Saved entries
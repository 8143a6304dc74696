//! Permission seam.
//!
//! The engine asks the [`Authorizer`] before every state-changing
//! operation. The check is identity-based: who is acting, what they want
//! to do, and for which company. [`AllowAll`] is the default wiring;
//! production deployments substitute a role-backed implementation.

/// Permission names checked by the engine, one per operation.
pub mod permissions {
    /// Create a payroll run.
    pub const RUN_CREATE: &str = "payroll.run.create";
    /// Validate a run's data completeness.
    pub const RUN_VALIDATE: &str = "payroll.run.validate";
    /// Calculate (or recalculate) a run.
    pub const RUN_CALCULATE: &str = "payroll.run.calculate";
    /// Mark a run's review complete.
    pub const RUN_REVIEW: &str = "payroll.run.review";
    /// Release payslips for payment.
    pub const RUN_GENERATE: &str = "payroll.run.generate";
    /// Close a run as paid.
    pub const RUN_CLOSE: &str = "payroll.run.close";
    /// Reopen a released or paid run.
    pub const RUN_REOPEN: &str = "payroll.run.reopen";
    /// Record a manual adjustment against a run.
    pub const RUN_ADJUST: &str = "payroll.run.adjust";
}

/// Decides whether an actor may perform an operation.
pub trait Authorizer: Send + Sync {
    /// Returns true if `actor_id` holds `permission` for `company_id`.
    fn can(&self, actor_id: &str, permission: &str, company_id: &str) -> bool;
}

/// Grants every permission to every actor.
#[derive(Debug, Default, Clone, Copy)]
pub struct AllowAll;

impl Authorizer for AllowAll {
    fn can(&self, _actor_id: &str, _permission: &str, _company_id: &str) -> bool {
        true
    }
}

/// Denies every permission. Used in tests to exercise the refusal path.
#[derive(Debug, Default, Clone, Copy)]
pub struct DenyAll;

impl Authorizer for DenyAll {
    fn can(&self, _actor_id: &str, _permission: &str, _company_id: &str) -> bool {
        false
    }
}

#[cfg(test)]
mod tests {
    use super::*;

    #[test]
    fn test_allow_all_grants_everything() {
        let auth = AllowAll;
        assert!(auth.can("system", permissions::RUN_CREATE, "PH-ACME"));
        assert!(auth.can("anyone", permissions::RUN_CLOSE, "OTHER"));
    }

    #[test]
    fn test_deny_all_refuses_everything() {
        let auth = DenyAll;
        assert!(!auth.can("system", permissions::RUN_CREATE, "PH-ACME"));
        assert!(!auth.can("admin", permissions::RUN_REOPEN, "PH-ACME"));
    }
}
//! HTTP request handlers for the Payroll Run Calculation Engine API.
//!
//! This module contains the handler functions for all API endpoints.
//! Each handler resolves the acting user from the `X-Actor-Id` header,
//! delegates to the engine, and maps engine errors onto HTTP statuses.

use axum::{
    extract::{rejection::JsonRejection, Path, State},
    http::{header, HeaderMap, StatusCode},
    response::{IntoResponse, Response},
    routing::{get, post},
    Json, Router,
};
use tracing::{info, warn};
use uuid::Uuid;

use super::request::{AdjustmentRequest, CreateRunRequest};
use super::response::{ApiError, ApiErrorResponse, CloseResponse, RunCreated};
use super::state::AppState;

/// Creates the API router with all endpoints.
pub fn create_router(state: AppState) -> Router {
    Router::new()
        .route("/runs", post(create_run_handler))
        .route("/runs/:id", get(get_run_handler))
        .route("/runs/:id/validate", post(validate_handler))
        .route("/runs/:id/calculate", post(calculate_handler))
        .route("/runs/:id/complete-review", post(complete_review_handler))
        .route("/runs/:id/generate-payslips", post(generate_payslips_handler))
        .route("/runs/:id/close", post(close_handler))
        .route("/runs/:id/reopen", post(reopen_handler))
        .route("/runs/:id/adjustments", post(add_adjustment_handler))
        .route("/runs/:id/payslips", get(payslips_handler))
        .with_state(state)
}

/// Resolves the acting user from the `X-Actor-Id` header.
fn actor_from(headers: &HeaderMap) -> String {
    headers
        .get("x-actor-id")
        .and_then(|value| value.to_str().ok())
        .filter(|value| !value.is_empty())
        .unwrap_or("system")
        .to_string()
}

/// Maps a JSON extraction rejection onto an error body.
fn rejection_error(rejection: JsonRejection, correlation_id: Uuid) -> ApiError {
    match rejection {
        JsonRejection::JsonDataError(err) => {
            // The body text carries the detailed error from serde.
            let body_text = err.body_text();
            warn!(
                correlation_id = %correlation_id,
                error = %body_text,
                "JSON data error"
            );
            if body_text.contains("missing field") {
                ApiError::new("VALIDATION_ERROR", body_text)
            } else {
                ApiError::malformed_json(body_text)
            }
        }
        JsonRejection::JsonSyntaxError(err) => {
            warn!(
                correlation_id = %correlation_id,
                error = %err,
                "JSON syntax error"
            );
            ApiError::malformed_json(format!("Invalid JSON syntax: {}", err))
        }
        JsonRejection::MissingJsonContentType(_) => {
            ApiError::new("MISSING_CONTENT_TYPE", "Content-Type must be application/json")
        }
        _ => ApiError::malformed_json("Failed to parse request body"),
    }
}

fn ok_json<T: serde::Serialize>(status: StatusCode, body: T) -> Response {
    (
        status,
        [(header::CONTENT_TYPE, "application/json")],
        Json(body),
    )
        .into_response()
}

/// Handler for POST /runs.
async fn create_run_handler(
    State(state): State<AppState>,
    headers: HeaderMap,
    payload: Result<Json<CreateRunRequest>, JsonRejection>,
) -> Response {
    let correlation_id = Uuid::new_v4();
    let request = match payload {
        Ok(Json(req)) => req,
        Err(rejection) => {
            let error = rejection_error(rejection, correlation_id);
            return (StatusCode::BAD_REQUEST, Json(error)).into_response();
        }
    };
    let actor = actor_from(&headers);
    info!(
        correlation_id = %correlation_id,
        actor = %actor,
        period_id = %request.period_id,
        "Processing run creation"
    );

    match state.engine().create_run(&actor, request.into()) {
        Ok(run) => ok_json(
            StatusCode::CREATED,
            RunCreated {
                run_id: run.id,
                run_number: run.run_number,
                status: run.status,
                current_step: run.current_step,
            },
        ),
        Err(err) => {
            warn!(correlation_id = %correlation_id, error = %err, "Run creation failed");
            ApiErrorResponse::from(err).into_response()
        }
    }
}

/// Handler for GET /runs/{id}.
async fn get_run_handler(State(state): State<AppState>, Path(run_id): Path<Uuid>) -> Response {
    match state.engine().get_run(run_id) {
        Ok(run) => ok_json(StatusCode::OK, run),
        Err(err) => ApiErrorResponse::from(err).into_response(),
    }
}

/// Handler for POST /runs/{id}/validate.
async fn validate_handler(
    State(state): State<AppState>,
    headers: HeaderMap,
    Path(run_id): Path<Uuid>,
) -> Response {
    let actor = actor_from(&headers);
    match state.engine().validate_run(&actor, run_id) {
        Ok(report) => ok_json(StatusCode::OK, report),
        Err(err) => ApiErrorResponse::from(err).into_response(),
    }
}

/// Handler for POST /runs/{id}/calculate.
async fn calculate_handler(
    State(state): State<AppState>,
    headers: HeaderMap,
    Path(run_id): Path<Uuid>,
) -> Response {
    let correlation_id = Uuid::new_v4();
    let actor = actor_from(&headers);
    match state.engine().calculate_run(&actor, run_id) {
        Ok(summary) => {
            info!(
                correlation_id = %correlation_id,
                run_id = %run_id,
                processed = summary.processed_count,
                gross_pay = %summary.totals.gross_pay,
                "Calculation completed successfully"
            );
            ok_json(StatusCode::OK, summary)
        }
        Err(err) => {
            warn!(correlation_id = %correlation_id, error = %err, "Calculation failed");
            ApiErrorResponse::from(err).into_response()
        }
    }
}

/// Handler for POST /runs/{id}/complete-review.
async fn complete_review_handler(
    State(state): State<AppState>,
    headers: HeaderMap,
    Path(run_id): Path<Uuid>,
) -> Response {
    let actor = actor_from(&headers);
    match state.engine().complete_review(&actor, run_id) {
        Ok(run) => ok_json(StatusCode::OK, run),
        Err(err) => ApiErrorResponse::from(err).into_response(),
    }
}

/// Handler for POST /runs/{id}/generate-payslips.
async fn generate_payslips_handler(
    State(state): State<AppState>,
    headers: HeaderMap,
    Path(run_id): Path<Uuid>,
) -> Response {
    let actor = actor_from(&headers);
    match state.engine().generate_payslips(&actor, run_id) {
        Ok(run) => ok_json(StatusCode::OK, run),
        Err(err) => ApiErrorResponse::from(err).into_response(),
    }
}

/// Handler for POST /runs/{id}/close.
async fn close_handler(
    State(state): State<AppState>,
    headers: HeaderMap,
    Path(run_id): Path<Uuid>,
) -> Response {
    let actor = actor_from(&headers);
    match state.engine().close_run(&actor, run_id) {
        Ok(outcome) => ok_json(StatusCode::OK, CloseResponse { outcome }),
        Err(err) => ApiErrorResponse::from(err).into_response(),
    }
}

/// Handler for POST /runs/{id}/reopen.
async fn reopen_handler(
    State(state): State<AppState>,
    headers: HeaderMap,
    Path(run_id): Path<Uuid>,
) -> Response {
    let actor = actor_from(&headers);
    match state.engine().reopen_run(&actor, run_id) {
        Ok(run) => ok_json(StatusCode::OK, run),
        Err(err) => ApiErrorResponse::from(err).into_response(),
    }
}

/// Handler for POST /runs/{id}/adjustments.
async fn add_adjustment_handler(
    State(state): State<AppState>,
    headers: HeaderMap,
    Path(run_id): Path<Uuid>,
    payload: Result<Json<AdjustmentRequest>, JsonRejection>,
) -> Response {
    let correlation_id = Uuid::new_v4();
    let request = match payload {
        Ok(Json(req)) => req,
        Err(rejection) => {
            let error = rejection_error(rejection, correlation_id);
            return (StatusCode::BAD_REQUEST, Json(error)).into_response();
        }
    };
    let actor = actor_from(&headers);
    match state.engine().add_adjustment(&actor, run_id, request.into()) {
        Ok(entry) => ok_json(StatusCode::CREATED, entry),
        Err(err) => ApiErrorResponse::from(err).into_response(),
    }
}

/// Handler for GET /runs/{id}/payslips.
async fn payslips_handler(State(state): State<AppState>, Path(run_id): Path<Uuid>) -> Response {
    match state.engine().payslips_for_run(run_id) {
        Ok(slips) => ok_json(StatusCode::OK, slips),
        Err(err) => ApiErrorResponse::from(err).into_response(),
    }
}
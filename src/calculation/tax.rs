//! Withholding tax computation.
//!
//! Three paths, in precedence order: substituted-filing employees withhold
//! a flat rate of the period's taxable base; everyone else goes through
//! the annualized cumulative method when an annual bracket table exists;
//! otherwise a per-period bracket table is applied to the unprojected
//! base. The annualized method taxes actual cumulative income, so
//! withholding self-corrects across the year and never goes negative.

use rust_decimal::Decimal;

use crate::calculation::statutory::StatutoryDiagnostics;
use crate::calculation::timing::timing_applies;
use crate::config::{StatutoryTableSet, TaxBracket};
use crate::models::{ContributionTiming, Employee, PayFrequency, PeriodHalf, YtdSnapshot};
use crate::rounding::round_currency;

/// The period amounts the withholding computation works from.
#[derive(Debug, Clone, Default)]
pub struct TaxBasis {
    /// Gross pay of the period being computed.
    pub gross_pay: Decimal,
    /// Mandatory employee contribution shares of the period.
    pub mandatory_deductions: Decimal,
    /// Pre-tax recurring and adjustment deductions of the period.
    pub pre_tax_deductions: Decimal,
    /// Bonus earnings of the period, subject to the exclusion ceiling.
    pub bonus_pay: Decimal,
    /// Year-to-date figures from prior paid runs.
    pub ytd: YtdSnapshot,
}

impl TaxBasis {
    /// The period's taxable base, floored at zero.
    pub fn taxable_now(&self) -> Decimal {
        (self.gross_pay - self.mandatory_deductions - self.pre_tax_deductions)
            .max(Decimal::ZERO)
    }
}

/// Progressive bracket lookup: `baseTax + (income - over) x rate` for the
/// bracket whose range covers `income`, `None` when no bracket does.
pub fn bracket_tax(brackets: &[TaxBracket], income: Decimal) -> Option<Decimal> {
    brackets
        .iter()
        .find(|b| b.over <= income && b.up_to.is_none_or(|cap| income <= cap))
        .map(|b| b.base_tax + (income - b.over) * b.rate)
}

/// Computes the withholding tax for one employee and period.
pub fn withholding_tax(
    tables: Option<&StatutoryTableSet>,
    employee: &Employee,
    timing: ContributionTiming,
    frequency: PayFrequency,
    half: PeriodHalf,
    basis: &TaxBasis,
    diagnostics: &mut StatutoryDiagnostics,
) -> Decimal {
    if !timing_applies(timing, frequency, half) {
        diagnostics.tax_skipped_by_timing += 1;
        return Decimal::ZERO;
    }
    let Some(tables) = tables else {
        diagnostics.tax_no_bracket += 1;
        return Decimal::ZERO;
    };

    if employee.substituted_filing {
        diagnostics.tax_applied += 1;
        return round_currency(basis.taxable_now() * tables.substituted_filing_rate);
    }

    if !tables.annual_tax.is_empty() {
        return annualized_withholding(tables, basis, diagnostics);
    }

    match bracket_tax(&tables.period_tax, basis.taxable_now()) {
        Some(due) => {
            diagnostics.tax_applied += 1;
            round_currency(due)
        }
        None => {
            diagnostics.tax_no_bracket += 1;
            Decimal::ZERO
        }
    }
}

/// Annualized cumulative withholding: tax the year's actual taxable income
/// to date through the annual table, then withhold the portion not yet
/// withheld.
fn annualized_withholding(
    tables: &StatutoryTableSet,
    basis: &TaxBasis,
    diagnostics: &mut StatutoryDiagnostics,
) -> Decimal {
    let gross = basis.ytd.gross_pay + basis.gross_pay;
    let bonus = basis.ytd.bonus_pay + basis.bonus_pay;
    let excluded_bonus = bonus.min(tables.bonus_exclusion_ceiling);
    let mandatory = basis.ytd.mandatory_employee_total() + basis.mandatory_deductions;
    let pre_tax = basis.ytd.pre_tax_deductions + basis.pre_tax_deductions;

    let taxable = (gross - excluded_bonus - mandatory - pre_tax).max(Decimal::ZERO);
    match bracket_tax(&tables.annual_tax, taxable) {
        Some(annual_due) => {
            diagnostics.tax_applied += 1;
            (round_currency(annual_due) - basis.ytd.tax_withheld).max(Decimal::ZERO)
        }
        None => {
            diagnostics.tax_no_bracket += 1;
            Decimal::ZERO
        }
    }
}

EXERCISE PROMPT
Pick out every line above that contains the word "TaxBracket" and copy it.

RESPONSE TO THE EXERCISE
use crate::config::{StatutoryTableSet, TaxBracket};
pub fn bracket_tax(brackets: &[TaxBracket], income: Decimal) -> Option<Decimal> {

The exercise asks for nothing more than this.